Joita, my grandmother’s namesake, has grown up visiting my work. She has met and lost countless elderly resident acquaintances in those years. But now she’s 12. She’s beginning to view the world differently. She’d been visiting Trudy for the close to 10 years Trudy was a resident, most of Joita’s life. This is the first loss she is really feeling. And since Trudy died in early July, Joita has been reluctant to come to work with me. It’s hard to open your heart to someone new when the tear in your heart is still so ragged and torn. I get that. Dead people take up very little space in the physical world. They do take up a lot of space in the heart, though.
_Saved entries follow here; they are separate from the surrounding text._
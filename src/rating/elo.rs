//! Elo rating updates for two-player games
//!
//! Pure functions over integer ratings. The logistic expectation comes from the
//! skillratings crate; rounding and the per-side update rules are local.
//!
//! Winner and loser deltas on a decisive game are rounded independently, so
//! they are not guaranteed to be equal and opposite.

use serde::{Deserialize, Serialize};
use skillratings::elo::{expected_score as elo_expected_score, EloRating};

/// Default K-factor for rating updates
pub const DEFAULT_K_FACTOR: f64 = 32.0;

/// New ratings after a decisive game
#[derive(Debug, Clone, Copy, PartialEq, Eq, Serialize, Deserialize)]
pub struct DecisiveRatingUpdate {
    pub winner_new_rating: i32,
    pub loser_new_rating: i32,
    /// Points gained by the winner
    pub delta: i32,
}

/// New ratings after a drawn game
#[derive(Debug, Clone, Copy, PartialEq, Eq, Serialize, Deserialize)]
pub struct DrawRatingUpdate {
    pub new_rating_a: i32,
    pub new_rating_b: i32,
}

/// Expected score of a player rated `rating_a` against one rated `rating_b`
///
/// Standard logistic curve: `1 / (1 + 10^((b - a) / 400))`, always in (0, 1).
pub fn expected_score(rating_a: i32, rating_b: i32) -> f64 {
    let (expected_a, _) = elo_expected_score(
        &EloRating {
            rating: f64::from(rating_a),
        },
        &EloRating {
            rating: f64::from(rating_b),
        },
    );
    expected_a
}

/// Apply a decisive result with the given K-factor.
///
/// The K-factor is not validated.
pub fn apply_decisive_result(
    winner_rating: i32,
    loser_rating: i32,
    k_factor: f64,
) -> DecisiveRatingUpdate {
    let delta = round_points(k_factor * (1.0 - expected_score(winner_rating, loser_rating)));
    let loser_loss = round_points(k_factor * expected_score(loser_rating, winner_rating));

    DecisiveRatingUpdate {
        winner_new_rating: winner_rating + delta,
        loser_new_rating: loser_rating - loser_loss,
        delta,
    }
}

/// Apply a drawn result with the given K-factor
pub fn apply_draw_result(rating_a: i32, rating_b: i32, k_factor: f64) -> DrawRatingUpdate {
    let change_a = round_points(k_factor * (0.5 - expected_score(rating_a, rating_b)));
    let change_b = round_points(k_factor * (0.5 - expected_score(rating_b, rating_a)));

    DrawRatingUpdate {
        new_rating_a: rating_a + change_a,
        new_rating_b: rating_b + change_b,
    }
}

/// Round to the nearest whole point, halves toward positive infinity
fn round_points(points: f64) -> i32 {
    (points + 0.5).floor() as i32
}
The message I want my child to get, is that the world of the heart is endless and so, can never be fully filled. I told Jo that Trudy will reside in a special place in her heart always. This week I introduced her to Yetta. Yetta is a new resident and she is gracious, gregarious and playful. She seemed right up Joita’s alley. And sure enough, within minutes of meeting they were wheeling down the hall smiling and laughing, sharing jokes, taking the risk of opening the heart again.
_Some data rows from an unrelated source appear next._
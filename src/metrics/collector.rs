//! Metrics collection using Prometheus
//!
//! Counters and timings for round pairing and result reporting.

use crate::types::GameOutcome;
use anyhow::Result;
use prometheus::{
    Encoder, Histogram, HistogramOpts, IntCounter, IntCounterVec, Opts, Registry, TextEncoder,
};
use std::sync::Arc;
use std::time::{Duration, Instant};

/// Main metrics collector for the tournament service
#[derive(Clone)]
pub struct MetricsCollector {
    /// Prometheus registry
    registry: Arc<Registry>,

    /// Pairing-related metrics
    pairing_metrics: PairingMetrics,

    /// Result-related metrics
    result_metrics: ResultMetrics,
}

/// Pairing-related metrics
#[derive(Clone)]
pub struct PairingMetrics {
    /// Total rounds paired
    pub rounds_paired_total: IntCounter,

    /// Total boards with two players
    pub pairings_generated_total: IntCounter,

    /// Total byes awarded
    pub byes_awarded_total: IntCounter,

    /// Rejected pairing requests by reason
    pub pairing_rejections_total: IntCounterVec,

    /// Time spent inside the pairing engine
    pub pairing_duration_seconds: Histogram,
}

/// Result-related metrics
#[derive(Clone)]
pub struct ResultMetrics {
    /// Results recorded by outcome
    pub results_recorded_total: IntCounterVec,

    /// Absolute rating points moved per rated game
    pub rating_delta_points: Histogram,
}

impl MetricsCollector {
    /// Create a new metrics collector with default registry
    pub fn new() -> Result<Self> {
        let registry = Arc::new(Registry::new());
        Self::with_registry(registry)
    }

    /// Create a new metrics collector with custom registry
    pub fn with_registry(registry: Arc<Registry>) -> Result<Self> {
        let pairing_metrics = PairingMetrics::new(&registry)?;
        let result_metrics = ResultMetrics::new(&registry)?;

        Ok(Self {
            registry,
            pairing_metrics,
            result_metrics,
        })
    }

    /// Get the Prometheus registry
    pub fn registry(&self) -> Arc<Registry> {
        self.registry.clone()
    }

    /// Get pairing metrics
    pub fn pairing(&self) -> &PairingMetrics {
        &self.pairing_metrics
    }

    /// Get result metrics
    pub fn results(&self) -> &ResultMetrics {
        &self.result_metrics
    }

    /// Record a successfully paired round
    pub fn record_round_paired(&self, games: usize, byes: usize, duration: Duration) {
        self.pairing_metrics.rounds_paired_total.inc();
        self.pairing_metrics
            .pairings_generated_total
            .inc_by(games as u64);
        self.pairing_metrics.byes_awarded_total.inc_by(byes as u64);
        self.pairing_metrics
            .pairing_duration_seconds
            .observe(duration.as_secs_f64());
    }

    /// Record a refused pairing request
    pub fn record_pairing_rejected(&self, reason: &str) {
        self.pairing_metrics
            .pairing_rejections_total
            .with_label_values(&[reason])
            .inc();
    }

    /// Record a reported game result
    pub fn record_result(&self, outcome: GameOutcome, rating_delta: i32) {
        self.result_metrics
            .results_recorded_total
            .with_label_values(&[outcome.as_str()])
            .inc();
        self.result_metrics
            .rating_delta_points
            .observe(f64::from(rating_delta.abs()));
    }

    /// Render all metrics in the Prometheus text format
    pub fn gather_text(&self) -> Result<String> {
        let mut buffer = Vec::new();
        TextEncoder::new().encode(&self.registry.gather(), &mut buffer)?;
        Ok(String::from_utf8(buffer)?)
    }

    /// Create a timer for measuring operation duration
    pub fn start_timer(&self) -> MetricsTimer {
        MetricsTimer::new()
    }
}

/// Timer for measuring operation durations
pub struct MetricsTimer {
    start: Instant,
}

impl MetricsTimer {
    fn new() -> Self {
        Self {
            start: Instant::now(),
        }
    }

    /// Get the elapsed duration
    pub fn elapsed(&self) -> Duration {
        self.start.elapsed()
    }

    /// Stop the timer and return the duration
    pub fn stop(self) -> Duration {
        self.elapsed()
    }
}

impl PairingMetrics {
    fn new(registry: &Registry) -> Result<Self> {
        let rounds_paired_total =
            IntCounter::new("club_swiss_rounds_paired_total", "Total rounds paired")?;
        registry.register(Box::new(rounds_paired_total.clone()))?;

        let pairings_generated_total = IntCounter::new(
            "club_swiss_pairings_generated_total",
            "Total two-player boards generated",
        )?;
        registry.register(Box::new(pairings_generated_total.clone()))?;

        let byes_awarded_total =
            IntCounter::new("club_swiss_byes_awarded_total", "Total byes awarded")?;
        registry.register(Box::new(byes_awarded_total.clone()))?;

        let pairing_rejections_total = IntCounterVec::new(
            Opts::new(
                "club_swiss_pairing_rejections_total",
                "Pairing requests refused by the round state machine",
            ),
            &["reason"],
        )?;
        registry.register(Box::new(pairing_rejections_total.clone()))?;

        let pairing_duration_seconds = Histogram::with_opts(
            HistogramOpts::new(
                "club_swiss_pairing_duration_seconds",
                "Time spent generating a round's pairings",
            )
            .buckets(vec![0.000_01, 0.000_1, 0.001, 0.01, 0.1, 1.0]),
        )?;
        registry.register(Box::new(pairing_duration_seconds.clone()))?;

        Ok(Self {
            rounds_paired_total,
            pairings_generated_total,
            byes_awarded_total,
            pairing_rejections_total,
            pairing_duration_seconds,
        })
    }
}

impl ResultMetrics {
    fn new(registry: &Registry) -> Result<Self> {
        let results_recorded_total = IntCounterVec::new(
            Opts::new(
                "club_swiss_results_recorded_total",
                "Game results recorded by outcome",
            ),
            &["outcome"],
        )?;
        registry.register(Box::new(results_recorded_total.clone()))?;

        let rating_delta_points = Histogram::with_opts(
            HistogramOpts::new(
                "club_swiss_rating_delta_points",
                "Absolute rating change per recorded game: the winner's gain, or white's change on a draw",
            )
            .buckets(vec![0.0, 4.0, 8.0, 16.0, 24.0, 32.0, 64.0]),
        )?;
        registry.register(Box::new(rating_delta_points.clone()))?;

        Ok(Self {
            results_recorded_total,
            rating_delta_points,
        })
    }
}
So Saturday I took an aliyah (the honor of being called up to the Torah scroll during services) in honor of my grandmother’s memory. I stood with Joita before the congregation, before the open Torah, surrounded by the memory of my grandmother, her namesake, her namesake’s new friend yetta – the name of my grandmother’s mother. I was called up for the aliyah, by my hebrew name – named for my zayde, my grandmother’s father, and so he was up there too in a way. So many of us there, crowded around in that sacred embrace.
The Torah portion ekev, bids us to take up the cause of the vulnerable in our society. God upholds and sustains the widow, the orphan, the underdog. We are also told that we should offer small kindnesses to the stranger, to those less fortunate. And we are told to do this for two reasons… 1) we should do it to emulate God and 2) we should have empathy because we know what it means to be oppressed, because we are the stranger to someone else, because we are less fortunate than someone else. Torah is taught to us in many different ways. Being kind was taught to me by my grandmother. She was nothing if not kind. Really, she was the embodiment of kindness. She was generous and gracious and considerate and caring. She was the template for, the consummate “guta neshama” (yiddish for good soul). And so here I am, learning that lesson from our ancestors in Torah, from her and those who came before her. Hopefully passing on those lessons of kindness to my child, who carries on my grandmother’s name. I am ever grateful.